Dukungan tersebut dikarenakan keterbatasan kemampuan anak-anak untuk mengenali dan melindungi diri dari potensi ancaman.

“Korban kekerasan seksual anak dalam kasus ini adalah seorang anak, yang secara usia dan kondisi psikis sangat rentan,” ujar perwakilan Jaringan Masyarakat Sipil, Sahida dalam keterangan resminya kepada awak media, Minggu, 6 Juli 2025.

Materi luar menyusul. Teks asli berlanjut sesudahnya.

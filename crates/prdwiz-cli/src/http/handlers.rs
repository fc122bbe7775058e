//! Request handlers for documents and trackers.

use axum::{
    extract::{rejection::JsonRejection, Path, State},
    Json,
};
use log::{debug, info};
use prdwiz_core::{
    Catalog, DocumentExport, DocumentId, NewDocument, PrdDocument, PrdDraft, PrdError, Tracker,
    UpdateDocument,
};
use serde::Deserialize;
use serde_json::{json, Value};

use super::response::{ApiError, ApiResult};

pub async fn root() -> Json<Value> {
    Json(json!({
        "status": "active",
        "message": "PRD wizard API is running",
        "version": env!("CARGO_PKG_VERSION"),
    }))
}

pub async fn list_documents(State(catalog): State<Catalog>) -> ApiResult<Json<Vec<PrdDocument>>> {
    let documents = catalog.list_documents().await?;
    debug!("GET /documents returned {} documents", documents.len());
    Ok(Json(documents))
}

/// Body of `PUT /documents/{id}`: a full document, optionally naming its id.
#[derive(Debug, Deserialize)]
pub struct DocumentBody {
    #[serde(default)]
    id: Option<String>,
    #[serde(flatten)]
    draft: PrdDraft,
}

/// Validates the body as a whole document; any `id` in it is ignored.
///
/// Missing groups are reported with the validator messages rather than as a
/// deserialization failure.
pub async fn create_document(
    State(catalog): State<Catalog>,
    body: Result<Json<PrdDraft>, JsonRejection>,
) -> ApiResult<Json<PrdDocument>> {
    let Json(draft) = body?;
    let document = NewDocument::try_from(draft)?;
    info!("Creating PRD '{}'", document.project_name);
    let stored = catalog.create_document(document).await?;
    Ok(Json(stored))
}

pub async fn get_document(
    State(catalog): State<Catalog>,
    Path(id): Path<String>,
) -> ApiResult<Json<PrdDocument>> {
    debug!("GET /documents/{id}");
    catalog
        .get_document(&DocumentId::from(id.as_str()))
        .await?
        .map(Json)
        .ok_or_else(|| ApiError::NotFound("PRD not found".to_string()))
}

pub async fn export_document(
    State(catalog): State<Catalog>,
    Path(id): Path<String>,
) -> ApiResult<Json<DocumentExport>> {
    debug!("GET /documents/{id}/export");
    catalog
        .export_document(&DocumentId::from(id.as_str()))
        .await?
        .map(Json)
        .ok_or_else(|| ApiError::NotFound("PRD not found".to_string()))
}

/// Replaces a stored document. The id in the URL is kept.
pub async fn update_document(
    State(catalog): State<Catalog>,
    Path(id): Path<String>,
    body: Result<Json<DocumentBody>, JsonRejection>,
) -> ApiResult<Json<PrdDocument>> {
    let Json(DocumentBody { id: body_id, draft }) = body?;
    debug!("PUT /documents/{id}");
    if body_id.as_deref().is_some_and(|body_id| body_id != id) {
        return Err(PrdError::invalid_input("id")
            .with_reason("Document id in body does not match URL")
            .into());
    }

    let document = NewDocument::try_from(draft)?;
    catalog
        .update_document(UpdateDocument { id, document })
        .await?
        .map(Json)
        .ok_or_else(|| ApiError::NotFound("PRD not found".to_string()))
}

pub async fn delete_document(
    State(catalog): State<Catalog>,
    Path(id): Path<String>,
) -> ApiResult<Json<Value>> {
    if !catalog.delete_document(&DocumentId::from(id.as_str())).await? {
        return Err(ApiError::NotFound("PRD not found".to_string()));
    }
    info!("Deleted PRD {id}");
    Ok(Json(json!({
        "status": "success",
        "message": format!("PRD {id} deleted successfully"),
    })))
}

pub async fn get_tracker(
    State(catalog): State<Catalog>,
    Path(id): Path<String>,
) -> ApiResult<Json<Tracker>> {
    debug!("GET /trackers/{id}");
    let tracker = catalog.require_tracker(&DocumentId::from(id)).await?;
    Ok(Json(tracker))
}

/// Overwrites the tracker stored under `id` with the body. The stored
/// tracker's `prdId` is always `id`.
pub async fn put_tracker(
    State(catalog): State<Catalog>,
    Path(id): Path<String>,
    body: Result<Json<Tracker>, JsonRejection>,
) -> ApiResult<Json<Value>> {
    let Json(tracker) = body?;
    debug!("POST /trackers/{id}");
    catalog.put_tracker(&DocumentId::from(id), tracker).await?;
    Ok(Json(json!({ "success": true })))
}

Lebih lanjut diterangkannya, trauma akibat kekerasan seksual tidak hanya melukai tubuh, tetapi juga meninggalkan luka psikologis yang mendalam dan berkepanjangan, bahkan seumur hidup.

“Dalam banyak kasus, korban anak juga menghadapi hambatan besar dalam mengakses keadilan karena stigma, tekanan sosial, dan relasi kuasa yang tidak seimbang antara pelaku dan korban,” terangnya.

Oleh karena itu, keberpihakan negara melalui pengadilan kepada korban merupakan langkah penting dalam mewujudkan sistem hukum yang adil dan berperspektif korban. Kekerasan seksual terhadap anak merupakan bentuk kejahatan luar biasa (extraordinary crime) yang terus meningkat dari tahun ke tahun.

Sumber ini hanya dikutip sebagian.